GHGMP News Releases

New Manure treatments offer multiple benefits to producers, environment

Indian Head, Sask., November 23, 2004

The landscapes may be different, but manure injection can be a valuable manure management option for producers in both British Columbia and on Prince Edward Island.

In B.C., research has demonstrated that multiple manure applications during the long growing season of the Lower Mainland can produce good forage crops without negative social and environmental effects. On the other side of the country, producers in P.E.I. are benefiting from research that shows injecting manure directly in the root zone makes valuable nutrients available to the crop.

The manure application projects are part of a series of demonstration projects funded by the federal Greenhouse Gas Mitigation Program for Canadian Agriculture (GHGMP). Regional reports for these projects can be found on the recently revamped Soil Conservation Council of Canada Web site at www.soilcc.ca.

The research in B.C. is fine-tuning a variation of a liquid manure injection system that combines minimum soil disturbance with a manure application tool that bands narrow strips of manure directly onto the soil surface. The system doesn't inject manure in the conventional sense. The tillage/aeration tool opens the soil surface, allowing for improved infiltration of liquid manure. The technique reduces odour and optimizes nitrogen use.

"The system using liquid manure on forages increases the opportunities for producers to improve manure management," says Sandra Traichel, co-ordinator with the Abbotsford Soil Conservation Authority and the southern B.C. field co-ordinator of the GHGMP. "This strategy could benefit the crop, reduce input costs, minimize the soil impact associated with manure handling, as well as reduce the amount of greenhouse gas emissions produced through manure management."

The P.E.I. project, launched in 2003 and continuing until 2005, uses blanket injector equipment pulled behind a standard manure tank to inject liquid hog and dairy manure into the soil. "The goal is to demonstrate the value of manure injection over traditional broadcast application," says William MacNeill, a specialist in precision farming practices and P.E.I. field co-ordinator of the GHGMP. "The value in manure injection is that it can reduce nitrogen losses and odour concerns."
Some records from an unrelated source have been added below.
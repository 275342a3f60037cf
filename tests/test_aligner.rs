use fronthaul_capacity::domain::aligner::trace::{PacketRecord, RawCellTraces, ThroughputRecord};
use fronthaul_capacity::domain::aligner::{align, align_cells};
use fronthaul_capacity::domain::config::AlignerConfig;
use fronthaul_capacity::domain::utils::id::CellId;
use fronthaul_capacity::error::Error;

use rand::rngs::StdRng;
use rand::{Rng, SeedableRng};

const SAMPLES: usize = 2000;
const STEP_SEC: f64 = 0.01;

/// Throughput sampled every 10 ms with packet accounting lagging by
/// `lag_sec`. Packet loss mirrors the throughput counter exactly.
fn lagged_traces(seed: u64, lag_sec: f64) -> RawCellTraces {
    let mut rng = StdRng::seed_from_u64(seed);
    let mut traces = RawCellTraces::default();

    for i in 0..SAMPLES {
        let t = i as f64 * STEP_SEC;
        let kbits: f64 = rng.random_range(10.0..50.0);
        traces.throughput.push(ThroughputRecord { timestamp: t, kbits });
        traces.packets.push(PacketRecord { timestamp: t + lag_sec, tx: kbits + 100.0, rx: 100.0, too_late: 0.0 });
    }

    traces
}

#[test]
fn test_align_recovers_known_lag() {
    let traces = lagged_traces(7, 0.5);

    let outcome = align(CellId::new("1"), &traces, &AlignerConfig::default()).expect("alignment should succeed");

    assert!((outcome.shift_sec - 0.5).abs() < 0.025, "Expected a shift of 0.5s, got {}", outcome.shift_sec);
    assert!(outcome.correlation > 0.99, "Correlation at the true lag should be near 1, got {}", outcome.correlation);
    assert_eq!(outcome.spikes_removed, 0);
    assert_eq!(outcome.series.len(), SAMPLES);
    assert_eq!(outcome.series.cell(), &CellId::new("1"));
}

#[test]
fn test_align_recovers_negative_lag() {
    let traces = lagged_traces(11, -0.25);

    let outcome = align(CellId::new("2"), &traces, &AlignerConfig::default()).expect("alignment should succeed");

    assert!((outcome.shift_sec + 0.25).abs() < 0.025, "Expected a shift of -0.25s, got {}", outcome.shift_sec);
}

#[test]
fn test_aligned_loss_follows_throughput() {
    let traces = lagged_traces(3, 0.5);

    let outcome = align(CellId::new("1"), &traces, &AlignerConfig::default()).unwrap();

    // Loss at each throughput timestamp equals the kbits counter there.
    for (record, loss) in traces.throughput.iter().zip(outcome.series.packet_loss()) {
        assert!((record.kbits - loss).abs() < 1e-6, "Loss {} does not match counter {}", loss, record.kbits);
    }
}

#[test]
fn test_constant_loss_picks_first_candidate() {
    let mut rng = StdRng::seed_from_u64(5);
    let mut traces = RawCellTraces::default();
    for i in 0..SAMPLES {
        traces.throughput.push(ThroughputRecord { timestamp: i as f64 * STEP_SEC, kbits: rng.random_range(10.0..50.0) });
    }
    // Packet trace covers every shifted target with the same loss value.
    for i in 0..2401 {
        traces.packets.push(PacketRecord { timestamp: -2.0 + i as f64 * STEP_SEC, tx: 10.0, rx: 5.0, too_late: 0.0 });
    }

    let outcome = align(CellId::new("1"), &traces, &AlignerConfig::default()).unwrap();

    assert_eq!(outcome.correlation, 0.0);
    assert!((outcome.shift_sec + 1.5).abs() < 1e-12, "Ties must resolve to the first grid value, got {}", outcome.shift_sec);
    assert!(outcome.series.packet_loss().iter().all(|v| *v == 5.0));
}

#[test]
fn test_spikes_are_zeroed_in_aligned_throughput() {
    let mut traces = lagged_traces(13, 0.0);
    traces.throughput[100].kbits = 1_000_000.0;

    let outcome = align(CellId::new("1"), &traces, &AlignerConfig::default()).unwrap();

    assert_eq!(outcome.spikes_removed, 1);
    assert_eq!(outcome.series.throughput_gbps()[100], 0.0);
    assert!(outcome.series.throughput_gbps()[99] > 0.0);
}

#[test]
fn test_unsorted_input_is_sorted_by_timestamp() {
    let mut traces = lagged_traces(17, 0.5);
    traces.throughput.reverse();
    traces.packets.reverse();

    let outcome = align(CellId::new("1"), &traces, &AlignerConfig::default()).unwrap();

    assert!(outcome.series.timestamps().windows(2).all(|w| w[0] <= w[1]), "Aligned timestamps must be ascending");
    assert!((outcome.shift_sec - 0.5).abs() < 0.025);
}

#[test]
fn test_empty_trace_is_an_error() {
    let mut traces = lagged_traces(1, 0.0);
    traces.packets.clear();

    let result = align(CellId::new("1"), &traces, &AlignerConfig::default());

    assert!(matches!(result, Err(Error::EmptyTrace(_))), "Expected EmptyTrace, got {:?}", result);
}

#[test]
fn test_align_cells_skips_failures_and_continues() {
    let unreadable = Err(Error::EmptyTrace("unreadable".to_string()));
    let empty = Ok(RawCellTraces::default());
    let good = Ok(lagged_traces(23, 0.5));

    let batch = align_cells(
        vec![(CellId::new("1"), unreadable), (CellId::new("2"), empty), (CellId::new("3"), good)],
        &AlignerConfig::default(),
    );

    assert_eq!(batch.aligned.len(), 1);
    assert_eq!(batch.aligned[0].series.cell(), &CellId::new("3"));

    let skipped: Vec<&str> = batch.skipped.iter().map(|s| s.cell.as_str()).collect();
    assert_eq!(skipped, vec!["1", "2"]);
}

#[test]
fn test_non_finite_timestamp_does_not_abort_the_batch() {
    let mut poisoned = lagged_traces(5, 0.0);
    poisoned.throughput.push(ThroughputRecord { timestamp: f64::NAN, kbits: 20.0 });

    let batch = align_cells(
        vec![(CellId::new("1"), Ok(poisoned)), (CellId::new("2"), Ok(lagged_traces(6, 0.0)))],
        &AlignerConfig::default(),
    );

    assert_eq!(batch.aligned.len() + batch.skipped.len(), 2);
    assert!(batch.aligned.iter().any(|o| o.series.cell() == &CellId::new("2")));
}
Demonstration sites will be monitored throughout the project, explains MacNeill. "We're also looking at the economics of injecting liquid manure," he adds. "The injector attachment is a sizeable investment, but we'll look at the potential returns from increased yield and reduced fertilizer requirements, as well as opportunities for shared ownership."

The GHGMP supports a broad range of projects across Canada with the goal to promote awareness of agricultural practices that reduce greenhouse gas emissions. SCCC administers the delivery of the soil and nutrient management sector component of the program. For more information on activities, visit the SCCC's Web site at www.soilcc.ca.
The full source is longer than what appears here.